In what he describes as “humbling recognition" of his research into mental health, Dr Lebogang Phahladira, specialist psychiatrist and senior lecturer in the Department of Psychiatry at Stellenbosch University (SU), has received the prestigious Global Schizophrenia Award.
The award was conferred on Phahladira by the Schizophrenia International Research Society (SIRS) and will be presented to him at the society's 2023 Annual Congress in Toronto, Canada in May this year.
Phahladira, a core member of the Psychosis Research Programme of the Department of Psychiatry, has been doing pioneering work on improving long-term treatment outcomes for schizophrenia and psychosis in the South African context. “These outcomes have not been well researched in Africa and the rest of the developing world," he says. “We would like to see patients with schizophrenia live optimally in their family environments, to complete their education, hold down jobs and live a full life."
The award was created to widen diversity and to support a SIRS member in a low- and middle-income country to attend their state-of-the-art annual congress.
In a letter to Phahladira, SIRS organisers said a number of highly accomplished individuals were nominated for the award, “making the decision extremely difficult". Phahladira says he was surprised and pleased to receive the award. “It feels great to be recognised by a global organisation like SIRS for the research we are doing in South Africa and on the continent, and our contributions to science.
“It's easy to do research in developed countries, where resources and support are available, but in Africa we work in research-constrained settings with competing priorities, and where mental health is low down on the list in terms of funding and other opportunities. To be recognised for our contribution by peers on an international front is very humbling."
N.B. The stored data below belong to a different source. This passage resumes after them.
/// `error_code` reported when the call succeeded.
pub const ERROR_NONE: i32 = 0;

/// `error_code` reported when no activity is attached.
pub const ERROR_CONTEXT_UNAVAILABLE: i32 = -1;

/// `error_code` reported when the platform argument source failed.
pub const ERROR_SOURCE_FAILED: i32 = -2;

/// Message paired with [`ERROR_CONTEXT_UNAVAILABLE`].
pub const CONTEXT_UNAVAILABLE_MESSAGE: &str = "Activity not available";

/// Prefix put in front of every launch-argument key.
pub const ARG_PREFIX: &str = "--";

/// Longest formatted argument in bytes, excluding the trailing NUL.
/// Native callers size their buffers at 1024.
pub const MAX_ARGUMENT_LEN: usize = 1023;

/// Filter used when `RUST_LOG` is not set.
pub const DEFAULT_LOG_FILTER: &str = "info";
//! Core token types shared across the lexer, the matching engine, and tooling.
//!
//!     Other modules need to understand how to use tokens, but not how the
//!     tokenizer itself works, so the data model lives here on its own.
//!
//!     A token is an immutable triple of surface text, a kind classification,
//!     and a source position. The matching engine never looks past this
//!     surface: terminal-class symbols compare against [`TokenKind`], terminal
//!     literals compare against the exact text. Positions are 1-based and are
//!     carried along purely for diagnostics.

use serde::Serialize;
use std::fmt;

/// The four token classifications the grammar can match on.
#[derive(Debug, Clone, Copy, PartialEq, Eq, Hash, Serialize)]
pub enum TokenKind {
    Operator,
    Keyword,
    Literal,
    Identifier,
}

impl fmt::Display for TokenKind {
    fn fmt(&self, f: &mut fmt::Formatter<'_>) -> fmt::Result {
        let name = match self {
            TokenKind::Operator => "operator",
            TokenKind::Keyword => "keyword",
            TokenKind::Literal => "literal",
            TokenKind::Identifier => "identifier",
        };
        write!(f, "{}", name)
    }
}

/// Reserved words. Control-flow keywords plus the type names the grammar
/// matches by text; anything else word-shaped is an identifier.
pub const KEYWORDS: &[&str] = &[
    "if", "else", "return", "switch", "case", "while", "break", "continue", "int", "char", "void",
    "float", "double",
];

/// One lexed token: surface text, kind, and 1-based source position.
#[derive(Debug, Clone, PartialEq, Eq, Serialize)]
pub struct Token {
    pub text: String,
    pub kind: TokenKind,
    pub line: u32,
    pub column: u32,
}

impl Token {
    pub fn new(text: impl Into<String>, kind: TokenKind, line: u32, column: u32) -> Self {
        Token {
            text: text.into(),
            kind,
            line,
            column,
        }
    }

    /// True if this word is one of the reserved [`KEYWORDS`].
    pub fn is_keyword(word: &str) -> bool {
        KEYWORDS.contains(&word)
    }
}

impl fmt::Display for Token {
    fn fmt(&self, f: &mut fmt::Formatter<'_>) -> fmt::Result {
        write!(f, "{}", self.text)
    }
}

#[cfg(test)]
mod tests {
    use super::*;

    #[test]
    fn keywords_contain_control_flow_and_types() {
        assert!(Token::is_keyword("while"));
        assert!(Token::is_keyword("int"));
        assert!(!Token::is_keyword("main"));
    }

    #[test]
    fn token_displays_its_surface_text() {
        let tok = Token::new("++", TokenKind::Operator, 3, 7);
        assert_eq!(tok.to_string(), "++");
        assert_eq!(tok.line, 3);
        assert_eq!(tok.column, 7);
    }
}
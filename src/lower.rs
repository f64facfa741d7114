//! Parse-tree lowering: rule-name dispatch into AST builders.
//!
//! Every grammar rule maps to one lowering function. The mapping is a closed
//! table validated against the grammar when the table is built, so a rule
//! added to the grammar without a lowering entry (or a stale entry naming a
//! removed rule) fails at construction, not in the middle of lowering some
//! unlucky input.
//!
//! Lowering functions return `Ok(None)` for rules with no AST counterpart
//! (punctuation-only rules, declarations that carry no runtime behavior);
//! containers drop those absences rather than holding placeholder children.

use crate::ast::AstNode;
use crate::grammar::Grammar;
use crate::tree::ParseNode;
use std::collections::HashMap;
use std::fmt;

/// A lowering function for one rule. The node passed in is always a pruned
/// nonterminal labeled with that rule's name.
pub type LowerFn = fn(&LoweringTable, &ParseNode) -> Result<Option<AstNode>, LowerError>;

#[derive(Debug, Clone, PartialEq, Eq)]
pub enum LowerError {
    /// A parse-tree node names a rule the table has no entry for. Reaching
    /// this after a successful build means the tree came from a different
    /// grammar.
    UnmappedRule(&'static str),
    /// Table construction found a rule without an entry, or an entry without
    /// a rule.
    IncompleteTable {
        missing: Vec<&'static str>,
        stale: Vec<&'static str>,
    },
    /// A node's pruned shape does not match what the rule's lowering expects.
    Malformed {
        rule: &'static str,
        expected: &'static str,
    },
}

impl fmt::Display for LowerError {
    fn fmt(&self, f: &mut fmt::Formatter<'_>) -> fmt::Result {
        match self {
            LowerError::UnmappedRule(rule) => {
                write!(f, "no lowering entry for rule '{}'", rule)
            }
            LowerError::IncompleteTable { missing, stale } => {
                write!(
                    f,
                    "lowering table does not cover the grammar (missing: [{}], stale: [{}])",
                    missing.join(", "),
                    stale.join(", ")
                )
            }
            LowerError::Malformed { rule, expected } => {
                write!(f, "malformed '{}' node, expected {}", rule, expected)
            }
        }
    }
}

impl std::error::Error for LowerError {}

/// The closed rule-name to lowering-function map.
#[derive(Debug)]
pub struct LoweringTable {
    entries: HashMap<&'static str, LowerFn>,
}

impl LoweringTable {
    /// Build the table, checking it against the grammar: every rule must
    /// have exactly one entry and every entry must name a grammar rule.
    pub fn build(
        grammar: &Grammar,
        entries: Vec<(&'static str, LowerFn)>,
    ) -> Result<Self, LowerError> {
        let map: HashMap<&'static str, LowerFn> = entries.into_iter().collect();
        let missing: Vec<&'static str> = grammar
            .rule_names()
            .filter(|name| !map.contains_key(name))
            .collect();
        let known: Vec<&'static str> = grammar.rule_names().collect();
        let stale: Vec<&'static str> = map
            .keys()
            .copied()
            .filter(|name| !known.contains(name))
            .collect();
        if !missing.is_empty() || !stale.is_empty() {
            return Err(LowerError::IncompleteTable { missing, stale });
        }
        Ok(LoweringTable { entries: map })
    }

    /// Lower one pruned parse-tree node by its rule name.
    pub fn lower(&self, node: &ParseNode) -> Result<Option<AstNode>, LowerError> {
        let rule = node.rule().ok_or(LowerError::Malformed {
            rule: "<terminal>",
            expected: "a nonterminal node",
        })?;
        let entry = self.entries.get(rule).ok_or(LowerError::UnmappedRule(rule))?;
        entry(self, node)
    }

    /// Like [`lower`](Self::lower) but treats an absent result as malformed.
    /// For positions where the grammar guarantees a value-producing child.
    pub fn lower_required(&self, node: &ParseNode) -> Result<AstNode, LowerError> {
        self.lower(node)?.ok_or(LowerError::Malformed {
            rule: node.rule().unwrap_or("<terminal>"),
            expected: "a value-producing subtree",
        })
    }
}

/// Lower the node's single meaningful child; the standard entry for
/// precedence-ladder rules that matched without their tail and for wrapper
/// rules like `statement`.
pub fn passthrough(table: &LoweringTable, node: &ParseNode) -> Result<Option<AstNode>, LowerError> {
    match node.children() {
        [child] => table.lower(child),
        _ => Err(malformed(node, "exactly one child")),
    }
}

/// No AST counterpart; the parent decides what to do with the node's tokens.
pub fn absent(_table: &LoweringTable, _node: &ParseNode) -> Result<Option<AstNode>, LowerError> {
    Ok(None)
}

/// Lower a flat `operand tail tail ...` node into a left-associative
/// operator spine.
///
/// The repetition leaves the operand run flat; associativity is rebuilt here
/// by recursing from the last tail. Each tail lowers to an operator node
/// holding its own right operand, and the lowered prefix is inserted as the
/// left operand, so `a + b - c` becomes `(- (+ a b) c)`.
pub fn binary_expression(
    table: &LoweringTable,
    node: &ParseNode,
) -> Result<Option<AstNode>, LowerError> {
    lower_operand_run(table, node, node.children())
}

fn lower_operand_run(
    table: &LoweringTable,
    node: &ParseNode,
    children: &[ParseNode],
) -> Result<Option<AstNode>, LowerError> {
    let (last, prefix) = children
        .split_last()
        .ok_or_else(|| malformed(node, "at least one child"))?;
    if prefix.is_empty() {
        return table.lower(last);
    }
    let mut operator = table.lower_required(last)?;
    let left = match lower_operand_run(table, node, prefix)? {
        Some(left) => left,
        None => return Err(malformed(node, "a value-producing operand")),
    };
    operator.children.insert(0, left);
    Ok(Some(operator))
}

/// Lower an `operator operand` tail into an operator node holding only its
/// right operand; [`binary_expression`] supplies the left one.
pub fn binary_tail(table: &LoweringTable, node: &ParseNode) -> Result<Option<AstNode>, LowerError> {
    match node.children() {
        [op, operand] => {
            let text = op
                .token()
                .ok_or_else(|| malformed(node, "an operator terminal"))?
                .text
                .clone();
            let lowered = table.lower_required(operand)?;
            Ok(Some(AstNode::with_children(text, vec![lowered])))
        }
        _ => Err(malformed(node, "an operator and an operand")),
    }
}

pub(crate) fn malformed(node: &ParseNode, expected: &'static str) -> LowerError {
    LowerError::Malformed {
        rule: node.rule().unwrap_or("<terminal>"),
        expected,
    }
}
He adds: “This award is thanks to the work of our entire schizophrenia research team at SU. The Department of Psychiatry has also for many years been very supportive of our efforts to make a contribution to research in schizophrenia.
“Above all, when you work for a university, you can only prosper when the environment is supportive, and I could not have been at a better place than SU. Here you can become anything you want to be, you can excel and compete at the highest level on the international front, and where you know you have support and encouragement in many ways from an institution that has a very special place in my heart."
Phahladira says he and his team will present various papers at the SIRS conference on the work they have been doing over the past decade.
“It will be a great opportunity to present our work at a congress, where international experts in schizophrenia gather every year to measure progress in schizophrenic research and to set new targets for research and clinical interventions.
“At the centre of it, for me, is that there are many other young people on the continent doing valuable work. I hope this award shines the light on the African continent not only in schizophrenia and psychiatry, but also in other disciplines, because science and research will not fully progress unless Africa is supported to take a step forward. We need deliberate investment in research across disciplines so that the whole world can work together to solve the problems of humanity."